MyWoundDoctor was founded in 2015 by Heneghan and Dr. Nick Sieveking, a board-certified plastic surgeon.
Heneghan said he was talking with Sieveking, who said his patients had been sending pictures of wounds to him through his smartphone.
"He said, 'What are your thoughts on this?'" Heneghan recalls. "And I thought, 'Well this is a good idea, but you're also getting pictures over your personal phone, which is going to be a security risk.'"
The two decided to create a telemedicine solution to help patients with wounds heal more quickly, combining Heneghan's business experience and Sieveking's clinical knowledge.
Today, MyWoundDoctor is licensed in more than 42 states and has been implemented in large healthcare systems and in about 40 prisons in the U.S.
There are several different ways people can get health care through the app. In some states where the app is licensed, a patient can directly send pictures on their own and get an assessment from MyWoundDoctor's team in Nashville, Tenn.
In other states, the company only has credentials to work with patients through their existing healthcare provider.
MyWoundDoctor has applied for direct-to-patient credentials for North Carolina and expects to be able to provide that later this fall. Right now, the company can support primary care physicians in the state.

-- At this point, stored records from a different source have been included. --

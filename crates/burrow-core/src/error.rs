use thiserror::Error;

/// Result type for repository operations.
pub type Result<T> = std::result::Result<T, StorageError>;

#[derive(Debug, Clone, PartialEq, Eq, Error)]
pub enum StorageError {
    #[error("invalid model: {0}")]
    InvalidModel(String),
    #[error("already exists: {0}")]
    Duplicate(String),
    #[error("not found: {0}")]
    NotFound(String),
    #[error("failed to open log: {0}")]
    LogOpen(String),
    #[error("failed to read log: {0}")]
    LogRead(String),
    #[error("failed to write log: {0}")]
    LogWrite(String),
    #[error("malformed log record: {0}")]
    LogStructure(String),
    #[error("storage backend unavailable: {0}")]
    Unavailable(String),
    #[error("storage operation timed out: {0}")]
    Timeout(String),
    #[error("storage query failed: {0}")]
    Query(String),
    #[error("stored data is invalid: {0}")]
    InvalidData(String),
    #[error("operation cancelled: {0}")]
    Cancelled(String),
    #[error("batch delete failed for {failed} id(s): {first}")]
    BatchDelete {
        failed: usize,
        first: Box<StorageError>,
    },
}

impl StorageError {
    pub fn is_not_found(&self) -> bool {
        matches!(self, Self::NotFound(_))
    }

    pub fn is_duplicate(&self) -> bool {
        matches!(self, Self::Duplicate(_))
    }
}

#[cfg(test)]
mod tests {
    use super::*;

    #[test]
    fn batch_delete_display_includes_first_cause() {
        let err = StorageError::BatchDelete {
            failed: 3,
            first: Box::new(StorageError::LogWrite("disk full".to_string())),
        };
        assert_eq!(
            err.to_string(),
            "batch delete failed for 3 id(s): failed to write log: disk full"
        );
    }

    #[test]
    fn kind_helpers() {
        assert!(StorageError::NotFound("x".into()).is_not_found());
        assert!(StorageError::Duplicate("x".into()).is_duplicate());
        assert!(!StorageError::Query("x".into()).is_duplicate());
    }
}
//! Disposable infrastructure for integration tests.

pub mod error;
pub mod postgres;

pub use error::{Result, TestInfraError};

Different kinds of wounds can be cared for using the app's services, including chronic wounds like those resulting from diabetes complications and acute wounds like a non-emergency burn or spider bite.
Patients typically send 2-3 photos per week for the first few weeks, but have the ability to get unlimited care from the flat fee to use the app. The supplies that MyWoundDoctor sends include gloves, antimicrobial soap, gauze sponges, barrier spray, and more.
Later after about three to four weeks of wound care, patients tend to send in photos every other week. The company can adjust the number of supplies they ship based on that feedback.
The app has been an effective solution to helping people in prisons get access to wound care, said Heneghan.
"Prison health care in the U.S. is, for the most part, outsourced to private companies," said Heneghan. "It's not the easiest thing in the world to get a specialist to go into an infirmary in a prison, probably not the work that somebody would like to do, but on the other hand, they need that expertise."
If the specialized doctor does not go into the prison, the inmate has to be taken to the hospital which requires two guards in an armored car, said Heneghan.
"We've been fortunate to have four of the top companies in the country that support prison health care are contracted with us to support their different states," said Heneghan.
Heneghan has worked in the healthcare industry for more than 30 years, including a number of startup companies. He sees this app as a way of augmenting human healthcare to help increase access, including to rural areas.
"I see that as still maintaining that human element, because somebody is actually looking at you, having a conversation, they're communicating in your own language back through an app," said Heneghan. "So they're not just giving you stock answers, they're reading what you've said and communicating directly back to you."
The app is available in the iOS App Store and Android Google Play in English and Spanish.